El presidente del Parlament, Josep Rull, ha decidido llevar el simbolismo separatista al terreno deportivo internacional. El dirigente ha enviado una carta formal de protesta a Kirsty Coventry, presidenta del Comité Olímpico Internacional (COI). En el texto, expresa su «profunda preocupación» por los incidentes ocurridos el pasado 19 de febrero en los Juegos de Invierno de Milán.
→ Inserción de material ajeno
//! The sandbox boundary: parse, validate, interpret under a timeout.

use std::sync::Arc;
use std::time::Duration;

use serde_json::Value;
use tracing::{debug, instrument, warn};

use huddle_core::{CandidateProgram, ExecErrorKind, ExecFailure, ExecutionOutcome};
use huddle_schema::{LoaderRegistry, SchemaReference};

use crate::interpret;
use crate::plan::QueryPlan;

/// Executes candidate query plans against the loader registry.
///
/// The sandbox never trusts the candidate text: it parses into the typed
/// plan model, validates every referenced column against the schema
/// reference before touching data, and bounds interpretation with a
/// wall-clock timeout. All failures come back as [`ExecutionOutcome::Failure`]
/// with raw messages suitable for retry feedback; `execute` itself never
/// errors.
pub struct Sandbox {
    registry: Arc<LoaderRegistry>,
    schema: Arc<SchemaReference>,
    timeout: Duration,
}

impl Sandbox {
    /// Build a sandbox over a registry with the given execution budget.
    #[must_use]
    pub fn new(registry: Arc<LoaderRegistry>, timeout: Duration) -> Self {
        let schema = Arc::new(registry.schema_reference());
        Self {
            registry,
            schema,
            timeout,
        }
    }

    /// The schema reference derived from the registry.
    #[must_use]
    pub fn schema(&self) -> Arc<SchemaReference> {
        Arc::clone(&self.schema)
    }

    /// Execute one candidate program.
    #[instrument(skip_all, fields(attempt = candidate.attempt_index, tier = candidate.tier.as_str()))]
    pub async fn execute(&self, candidate: &CandidateProgram) -> ExecutionOutcome {
        let plan: QueryPlan = match serde_json::from_str(&candidate.source) {
            Ok(plan) => plan,
            Err(e) => {
                warn!(error = %e, "candidate failed to parse");
                return ExecutionOutcome::Failure(ExecFailure::new(
                    ExecErrorKind::RuntimeError,
                    format!("query plan failed to parse: {e}"),
                ));
            }
        };

        if let Err(failure) = self.validate_columns(&plan) {
            warn!(kind = failure.kind.as_str(), "candidate failed validation");
            return ExecutionOutcome::Failure(failure);
        }

        let Some(loader) = self.registry.get(&plan.dataset) else {
            let available: Vec<&str> = self.registry.names().collect();
            return ExecutionOutcome::Failure(ExecFailure::new(
                ExecErrorKind::RuntimeError,
                format!(
                    "unknown dataset \"{}\"; available datasets: {}",
                    plan.dataset,
                    available.join(", ")
                ),
            ));
        };

        // Interpretation is synchronous and loader-bound; run it off the
        // async workers and bound it with the wall-clock budget.
        let handle =
            tokio::task::spawn_blocking(move || interpret::evaluate(&plan, loader.as_ref()));

        match tokio::time::timeout(self.timeout, handle).await {
            Ok(Ok(Ok(result))) => {
                debug!(keys = result.len(), "candidate executed");
                ExecutionOutcome::Success { result }
            }
            Ok(Ok(Err(failure))) => {
                debug!(kind = failure.kind.as_str(), "candidate failed");
                ExecutionOutcome::Failure(failure)
            }
            Ok(Err(join_err)) => ExecutionOutcome::Failure(ExecFailure::new(
                ExecErrorKind::RuntimeError,
                format!("execution task failed: {join_err}"),
            )),
            Err(_) => {
                warn!(budget_ms = self.timeout.as_millis(), "candidate timed out");
                ExecutionOutcome::Failure(ExecFailure::new(
                    ExecErrorKind::Timeout,
                    format!(
                        "execution exceeded the {}s time budget",
                        self.timeout.as_secs_f64()
                    ),
                ))
            }
        }
    }

    /// Check every referenced column against the dataset's declared schema.
    ///
    /// The failure message carries the offending column name verbatim; the
    /// retry prompt depends on that.
    fn validate_columns(&self, plan: &QueryPlan) -> Result<(), ExecFailure> {
        let Some(schema) = self.schema.get(&plan.dataset) else {
            // Unknown dataset is reported by the registry lookup with the
            // list of alternatives.
            return Ok(());
        };
        for column in plan.referenced_columns() {
            if !schema.columns.contains(column) {
                return Err(ExecFailure::new(
                    ExecErrorKind::ColumnNotFound,
                    format!(
                        "column \"{column}\" does not exist on dataset \"{}\"; available columns: {}",
                        plan.dataset,
                        schema
                            .columns
                            .iter()
                            .map(String::as_str)
                            .collect::<Vec<_>>()
                            .join(", ")
                    ),
                ));
            }
        }
        Ok(())
    }
}

/// A plan literal as candidate source, for tests and demos.
#[must_use]
pub fn candidate_from_plan(plan: &Value, attempt_index: u32) -> CandidateProgram {
    CandidateProgram {
        source: plan.to_string(),
        attempt_index,
        tier: huddle_core::ModelTier::Primary,
    }
}

#[cfg(test)]
mod tests {
    use super::*;
    use assert_matches::assert_matches;
    use huddle_schema::sample::{PlayerStatsLoader, TeamStatsLoader};
    use huddle_schema::{DatasetLoader, LoaderError, LoaderParams, ParamSpec, Table};
    use serde_json::json;

    fn sandbox() -> Sandbox {
        let mut registry = LoaderRegistry::new();
        registry.register(Arc::new(PlayerStatsLoader::with_sample_data()));
        registry.register(Arc::new(TeamStatsLoader::with_sample_data()));
        Sandbox::new(Arc::new(registry), Duration::from_secs(5))
    }

    async fn run(sandbox: &Sandbox, plan: serde_json::Value) -> ExecutionOutcome {
        sandbox.execute(&candidate_from_plan(&plan, 1)).await
    }

    #[tokio::test]
    async fn executes_a_valid_plan() {
        let outcome = run(
            &sandbox(),
            json!({
                "dataset": "player_stats",
                "params": {"season": 2025},
                "filters": [{"column": "position", "op": "eq", "value": "RB"}],
                "sort": [{"column": "rushing_yards", "descending": true}],
                "limit": 5,
                "select": ["player_name", "rushing_yards"],
                "output": {"shape": "records", "key": "top_rushers"}
            }),
        )
        .await;

        let ExecutionOutcome::Success { result } = outcome else {
            panic!("expected success, got {outcome:?}");
        };
        assert_eq!(result["top_rushers"].as_array().unwrap().len(), 5);
    }

    #[tokio::test]
    async fn unknown_column_is_reported_verbatim() {
        let outcome = run(
            &sandbox(),
            json!({
                "dataset": "player_stats",
                "filters": [{"column": "rush_yards", "op": "gt", "value": 1000}],
                "output": {"shape": "records"}
            }),
        )
        .await;

        let ExecutionOutcome::Failure(failure) = outcome else {
            panic!("expected failure");
        };
        assert_eq!(failure.kind, ExecErrorKind::ColumnNotFound);
        assert!(failure.message.contains("rush_yards"));
        assert!(failure.message.contains("player_stats"));
    }

    #[tokio::test]
    async fn unparsable_source_is_a_runtime_error() {
        let candidate = CandidateProgram {
            source: "SELECT * FROM player_stats".to_string(),
            attempt_index: 1,
            tier: huddle_core::ModelTier::Primary,
        };
        let outcome = sandbox().execute(&candidate).await;
        assert_matches!(
            outcome,
            ExecutionOutcome::Failure(ExecFailure {
                kind: ExecErrorKind::RuntimeError,
                ..
            })
        );
    }

    #[tokio::test]
    async fn unknown_dataset_lists_alternatives() {
        let outcome = run(
            &sandbox(),
            json!({"dataset": "play_by_play", "output": {"shape": "records"}}),
        )
        .await;
        let ExecutionOutcome::Failure(failure) = outcome else {
            panic!("expected failure");
        };
        assert_eq!(failure.kind, ExecErrorKind::RuntimeError);
        assert!(failure.message.contains("play_by_play"));
        assert!(failure.message.contains("player_stats"));
        assert!(failure.message.contains("team_stats"));
    }

    #[tokio::test]
    async fn table_shape_violates_the_contract() {
        let outcome = run(
            &sandbox(),
            json!({"dataset": "team_stats", "output": {"shape": "table"}}),
        )
        .await;
        assert_matches!(
            outcome,
            ExecutionOutcome::Failure(ExecFailure {
                kind: ExecErrorKind::TypeContractViolation,
                ..
            })
        );
    }

    #[tokio::test]
    async fn ambiguous_entity_is_unknown_column_semantics() {
        let outcome = run(
            &sandbox(),
            json!({
                "dataset": "player_stats",
                "params": {"season": 2025},
                "filters": [{"column": "player_name", "op": "eq", "value": "Jordan Banks"}],
                "unique_by": "player_id",
                "output": {"shape": "records", "key": "player"}
            }),
        )
        .await;
        assert_matches!(
            outcome,
            ExecutionOutcome::Failure(ExecFailure {
                kind: ExecErrorKind::UnknownColumnSemantics,
                ..
            })
        );
    }

    struct SlowLoader;

    impl DatasetLoader for SlowLoader {
        fn name(&self) -> &str {
            "slow_stats"
        }
        fn description(&self) -> &str {
            "loader that never finishes in time"
        }
        fn parameters(&self) -> Vec<ParamSpec> {
            Vec::new()
        }
        fn columns(&self) -> Vec<String> {
            vec!["value".to_string()]
        }
        fn load(&self, _params: &LoaderParams) -> Result<Table, LoaderError> {
            std::thread::sleep(Duration::from_millis(500));
            Ok(Table::new(self.columns()))
        }
    }

    #[tokio::test]
    async fn slow_execution_times_out() {
        let mut registry = LoaderRegistry::new();
        registry.register(Arc::new(SlowLoader));
        let sandbox = Sandbox::new(Arc::new(registry), Duration::from_millis(20));

        let outcome = run(
            &sandbox,
            json!({"dataset": "slow_stats", "output": {"shape": "records"}}),
        )
        .await;
        assert_matches!(
            outcome,
            ExecutionOutcome::Failure(ExecFailure {
                kind: ExecErrorKind::Timeout,
                ..
            })
        );
    }

    #[tokio::test]
    async fn loader_param_rejection_is_a_runtime_error() {
        let outcome = run(
            &sandbox(),
            json!({
                "dataset": "player_stats",
                "params": {"season": 2025, "week": 3},
                "output": {"shape": "records"}
            }),
        )
        .await;
        let ExecutionOutcome::Failure(failure) = outcome else {
            panic!("expected failure");
        };
        assert_eq!(failure.kind, ExecErrorKind::RuntimeError);
        assert!(failure.message.contains("week"));
    }
}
Los hechos se produjeron durante una competición de esquí de montaña, disciplina en la que el esquiador catalán Oriol Cardona consiguió el oro. Según la misiva, miembros de la organización retiraron banderas esteladas – el símbolo separatista catalán – a varios asistentes que seguían la prueba. Rull considera que este acto supone una vulneración de la libertad de expresión y un desconocimiento de la realidad institucional catalana.
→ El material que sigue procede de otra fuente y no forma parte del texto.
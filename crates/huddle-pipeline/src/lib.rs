//! # huddle-pipeline
//!
//! The retry controller that owns a question's whole lifecycle:
//! generation, sandboxed execution, error-driven retries, fallback-tier
//! escalation, and validation, projected onto a progress-event stream.
//!
//! - [`config`]: retry budgets and model tiers
//! - [`controller`]: the [`Pipeline`] state machine

pub mod config;
pub mod controller;

pub use config::PipelineConfig;
pub use controller::{EventStream, Pipeline};
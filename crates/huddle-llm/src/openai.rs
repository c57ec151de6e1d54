//! OpenAI-compatible chat-completions client.
//!
//! Speaks the `/chat/completions` wire format against a configurable base
//! URL, so any compatible gateway works. Tool calls are requested with a
//! forced `tool_choice`; JSON answers with `response_format: json_object`.

use reqwest::header::{AUTHORIZATION, CONTENT_TYPE, HeaderMap, HeaderValue};
use serde::{Deserialize, Serialize};
use serde_json::{Value, json};
use tracing::{debug, instrument, warn};

use async_trait::async_trait;

use crate::backend::{
    BackendError, BackendResult, ChatMessage, CompletionRequest, CompletionResponse,
    LanguageModel, ToolInvocation,
};

/// Configuration for the OpenAI-compatible backend.
#[derive(Clone, Debug)]
pub struct OpenAiConfig {
    /// API base URL, without the trailing `/chat/completions`.
    pub base_url: String,
    /// Bearer token; omitted entirely when `None` (local gateways).
    pub api_key: Option<String>,
    /// Per-request timeout.
    pub request_timeout: std::time::Duration,
}

/// HTTP client implementing [`LanguageModel`] over the chat-completions API.
pub struct OpenAiBackend {
    client: reqwest::Client,
    config: OpenAiConfig,
}

// ─────────────────────────────────────────────────────────────────────────────
// Wire types
// ─────────────────────────────────────────────────────────────────────────────

#[derive(Serialize)]
struct WireRequest<'a> {
    model: &'a str,
    messages: &'a [ChatMessage],
    #[serde(skip_serializing_if = "Option::is_none")]
    tools: Option<Vec<Value>>,
    #[serde(skip_serializing_if = "Option::is_none")]
    tool_choice: Option<Value>,
    #[serde(skip_serializing_if = "Option::is_none")]
    response_format: Option<Value>,
}

#[derive(Deserialize)]
struct WireResponse {
    choices: Vec<WireChoice>,
}

#[derive(Deserialize)]
struct WireChoice {
    message: WireMessage,
}

#[derive(Deserialize)]
struct WireMessage {
    #[serde(default)]
    content: Option<String>,
    #[serde(default)]
    tool_calls: Vec<WireToolCall>,
}

#[derive(Deserialize)]
struct WireToolCall {
    function: WireFunction,
}

#[derive(Deserialize)]
struct WireFunction {
    name: String,
    arguments: String,
}

#[derive(Deserialize)]
struct WireError {
    error: WireErrorBody,
}

#[derive(Deserialize)]
struct WireErrorBody {
    message: String,
}

impl OpenAiBackend {
    /// Build a backend from config.
    ///
    /// # Errors
    ///
    /// Returns [`BackendError::Http`] if the underlying client cannot be
    /// constructed.
    pub fn new(config: OpenAiConfig) -> BackendResult<Self> {
        let mut headers = HeaderMap::new();
        let _ = headers.insert(CONTENT_TYPE, HeaderValue::from_static("application/json"));
        if let Some(key) = &config.api_key {
            let value = HeaderValue::from_str(&format!("Bearer {key}"))
                .unwrap_or_else(|_| HeaderValue::from_static("Bearer invalid"));
            let _ = headers.insert(AUTHORIZATION, value);
        }
        let client = reqwest::Client::builder()
            .default_headers(headers)
            .timeout(config.request_timeout)
            .build()?;
        Ok(Self { client, config })
    }

    fn endpoint(&self) -> String {
        format!(
            "{}/chat/completions",
            self.config.base_url.trim_end_matches('/')
        )
    }
}

#[async_trait]
impl LanguageModel for OpenAiBackend {
    #[instrument(skip_all, fields(model = %request.model))]
    async fn complete(&self, request: CompletionRequest) -> BackendResult<CompletionResponse> {
        let tools = request.tool.as_ref().map(|tool| {
            vec![json!({
                "type": "function",
                "function": {
                    "name": tool.name,
                    "description": tool.description,
                    "parameters": tool.parameters,
                },
            })]
        });
        let tool_choice = request.tool.as_ref().filter(|_| request.force_tool).map(
            |tool| json!({"type": "function", "function": {"name": tool.name}}),
        );
        let response_format = request
            .json_response
            .then(|| json!({"type": "json_object"}));

        let body = WireRequest {
            model: &request.model,
            messages: &request.messages,
            tools,
            tool_choice,
            response_format,
        };

        let response = self
            .client
            .post(self.endpoint())
            .json(&body)
            .send()
            .await?;

        let status = response.status();
        if !status.is_success() {
            let text = response.text().await.unwrap_or_default();
            let message = serde_json::from_str::<WireError>(&text)
                .map_or(text, |e| e.error.message);
            warn!(status = status.as_u16(), "backend returned an error");
            return Err(BackendError::Api {
                status: status.as_u16(),
                message,
            });
        }

        let parsed: WireResponse = response.json().await?;
        let Some(choice) = parsed.choices.into_iter().next() else {
            return Err(BackendError::EmptyCompletion);
        };

        let tool_call = choice
            .message
            .tool_calls
            .into_iter()
            .next()
            .map(|call| ToolInvocation {
                name: call.function.name,
                arguments: call.function.arguments,
            });
        let text = choice.message.content.filter(|c| !c.is_empty());

        if tool_call.is_none() && text.is_none() {
            return Err(BackendError::EmptyCompletion);
        }

        debug!(has_tool_call = tool_call.is_some(), "completion received");
        Ok(CompletionResponse { tool_call, text })
    }
}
La carta, a la que han tenido acceso diversos medios, exige una aclaración inmediata por parte del COI. Rull no se limita a pedir explicaciones, sino que reclama garantías de que esta situación no volverá a repetirse. Para el entorno de Junts, cualquier restricción a sus símbolos es leída como una persecución política, obviando a menudo los reglamentos de neutralidad de los organismos deportivos.
Es relevante señalar el momento en que se produce esta protesta, con un Gobierno central que suele evitar cualquier confrontación con el nacionalismo. Mientras el Ejecutivo de Pedro Sánchez mantiene un perfil bajo ante estos desmanes simbólicos, los líderes independentistas aprovechan cualquier resquicio para ejercer su particular diplomacia paralela. El Parlament, así, actúa como una suerte de ministerio de exteriores al servicio de la causa.
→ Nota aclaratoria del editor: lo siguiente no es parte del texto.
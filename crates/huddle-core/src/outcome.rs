//! Candidate programs, execution outcomes, and the sandbox error taxonomy.

use serde::{Deserialize, Serialize};
use serde_json::{Map, Value};

/// Which model configuration generated a candidate.
#[derive(Clone, Copy, Debug, PartialEq, Eq, Serialize, Deserialize)]
#[serde(rename_all = "lowercase")]
pub enum ModelTier {
    /// The default (cheaper) model, tried first.
    Primary,
    /// The escalation model, used once the primary budget is exhausted.
    Fallback,
}

impl ModelTier {
    /// Tier label for logging and metrics.
    #[must_use]
    pub fn as_str(self) -> &'static str {
        match self {
            Self::Primary => "primary",
            Self::Fallback => "fallback",
        }
    }
}

/// One model-authored attempt at a query plan for the current question.
///
/// Owned by the retry controller for the duration of a single attempt and
/// discarded afterwards; only the failure it produced survives, as feedback
/// for the next candidate.
#[derive(Clone, Debug, PartialEq, Eq)]
pub struct CandidateProgram {
    /// The plan text exactly as the model produced it. The generation
    /// client does not validate this; contract enforcement is the
    /// sandbox's job.
    pub source: String,
    /// Global 1-based attempt index within one pipeline run.
    pub attempt_index: u32,
    /// Which model tier authored this candidate.
    pub tier: ModelTier,
}

/// Classification of an attempt failure.
///
/// The raw error message is preserved verbatim alongside the kind; it is
/// the primary signal the next generation attempt uses to self-correct.
#[derive(Clone, Copy, Debug, PartialEq, Eq, Serialize, Deserialize)]
#[serde(rename_all = "snake_case")]
pub enum ExecErrorKind {
    /// The model failed to produce a candidate at all (backend error, or
    /// no structured output).
    GenerationError,
    /// The plan referenced a column absent from the dataset's schema.
    ColumnNotFound,
    /// The plan's output violated the mapping/serializability contract.
    TypeContractViolation,
    /// Execution exceeded the wall-clock budget.
    Timeout,
    /// The plan failed during interpretation (parse error, type mismatch,
    /// invalid aggregate, ...).
    RuntimeError,
    /// A uniqueness constraint matched several distinct entities
    /// (e.g. two players sharing a name).
    UnknownColumnSemantics,
}

impl ExecErrorKind {
    /// Category string for logging and metrics.
    #[must_use]
    pub fn as_str(self) -> &'static str {
        match self {
            Self::GenerationError => "generation_error",
            Self::ColumnNotFound => "column_not_found",
            Self::TypeContractViolation => "type_contract_violation",
            Self::Timeout => "timeout",
            Self::RuntimeError => "runtime_error",
            Self::UnknownColumnSemantics => "unknown_column_semantics",
        }
    }

    /// Fixed common-fix hints folded into the retry prompt for this kind.
    #[must_use]
    pub fn fix_hints(self) -> &'static [&'static str] {
        match self {
            Self::GenerationError => &[
                "Respond by calling the run_query_plan tool with a complete JSON plan; never answer in prose.",
            ],
            Self::ColumnNotFound => &[
                "Use only column names listed in the schema reference for the dataset you query.",
                "Stat columns are prefixed with their category, e.g. rushing_yards, not rush_yards.",
            ],
            Self::TypeContractViolation => &[
                "Reduce the data to a plain mapping: pick output shape \"records\" or \"scalar\", never \"table\".",
                "Aggregates over zero rows produce non-finite numbers; filter first or use count.",
            ],
            Self::Timeout => &[
                "Narrow the query: add filters or a smaller limit so it completes within the time budget.",
            ],
            Self::RuntimeError => &[
                "Compare columns against values of the matching type (numbers with numbers, strings with strings).",
                "A scalar output requires an aggregate without group_by.",
            ],
            Self::UnknownColumnSemantics => &[
                "The filters matched more than one entity; add a discriminating filter such as team or position.",
            ],
        }
    }
}

impl std::fmt::Display for ExecErrorKind {
    fn fmt(&self, f: &mut std::fmt::Formatter<'_>) -> std::fmt::Result {
        f.write_str(self.as_str())
    }
}

/// A structured sandbox failure.
#[derive(Clone, Debug, PartialEq, Eq, thiserror::Error, Serialize, Deserialize)]
#[error("{kind}: {message}")]
pub struct ExecFailure {
    /// Failure classification.
    pub kind: ExecErrorKind,
    /// Raw error text, preserved verbatim for retry feedback.
    pub message: String,
}

impl ExecFailure {
    /// Build a failure of the given kind.
    pub fn new(kind: ExecErrorKind, message: impl Into<String>) -> Self {
        Self {
            kind,
            message: message.into(),
        }
    }
}

/// Outcome of executing one candidate program. Exactly one per attempt.
#[derive(Clone, Debug, PartialEq)]
pub enum ExecutionOutcome {
    /// The plan ran and produced a JSON object mapping.
    Success {
        /// The mapping returned by the plan's output spec.
        result: Map<String, Value>,
    },
    /// The plan failed; the failure feeds the next attempt's prompt.
    Failure(ExecFailure),
}

impl ExecutionOutcome {
    /// Whether this outcome is a success.
    #[must_use]
    pub fn is_success(&self) -> bool {
        matches!(self, Self::Success { .. })
    }
}

/// Record of one generate + execute cycle, kept for reporting.
#[derive(Clone, Debug, PartialEq, Eq)]
pub struct Attempt {
    /// Global 1-based attempt index; no two attempts in one run share it.
    pub index: u32,
    /// Which model tier ran this attempt.
    pub tier: ModelTier,
    /// The error this attempt produced, if it failed.
    pub error: Option<String>,
}

#[cfg(test)]
mod tests {
    use super::*;
    use serde_json::json;

    #[test]
    fn tier_labels() {
        assert_eq!(ModelTier::Primary.as_str(), "primary");
        assert_eq!(ModelTier::Fallback.as_str(), "fallback");
    }

    #[test]
    fn error_kind_strings_are_distinct() {
        let kinds = [
            ExecErrorKind::GenerationError,
            ExecErrorKind::ColumnNotFound,
            ExecErrorKind::TypeContractViolation,
            ExecErrorKind::Timeout,
            ExecErrorKind::RuntimeError,
            ExecErrorKind::UnknownColumnSemantics,
        ];
        let strings: std::collections::BTreeSet<_> =
            kinds.iter().map(|k| k.as_str()).collect();
        assert_eq!(strings.len(), kinds.len());
    }

    #[test]
    fn every_kind_has_hints() {
        for kind in [
            ExecErrorKind::GenerationError,
            ExecErrorKind::ColumnNotFound,
            ExecErrorKind::TypeContractViolation,
            ExecErrorKind::Timeout,
            ExecErrorKind::RuntimeError,
            ExecErrorKind::UnknownColumnSemantics,
        ] {
            assert!(!kind.fix_hints().is_empty(), "{kind} has no hints");
        }
    }

    #[test]
    fn failure_display_includes_kind_and_message() {
        let f = ExecFailure::new(ExecErrorKind::ColumnNotFound, "no column rush_yards");
        assert_eq!(f.to_string(), "column_not_found: no column rush_yards");
    }

    #[test]
    fn outcome_success_flag() {
        let mut result = Map::new();
        let _ = result.insert("total".into(), json!(12));
        assert!(ExecutionOutcome::Success { result }.is_success());
        assert!(!ExecutionOutcome::Failure(ExecFailure::new(
            ExecErrorKind::Timeout,
            "took too long"
        ))
        .is_success());
    }
}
La organización de los Juegos de Milán, por su parte, suele aplicar normativas estrictas sobre la exhibición de símbolos que puedan ser considerados políticos. No es extraño que en competiciones internacionales se limite el uso de banderas que no corresponden a estados soberanos reconocidos por el organismo. Sin embargo, para Rull, esto es un ataque directo a la dignidad de su «nación».
Habrá que ver si el COI decide responder a una autoridad autonómica o si, por el contrario, mantiene su protocolo habitual de comunicación con los comités nacionales. De momento, Rull ya ha logrado el titular que buscaba. La senyera vuelve a ser utilizada como herramienta de fricción en el escaparate internacional ante la pasividad de Madrid.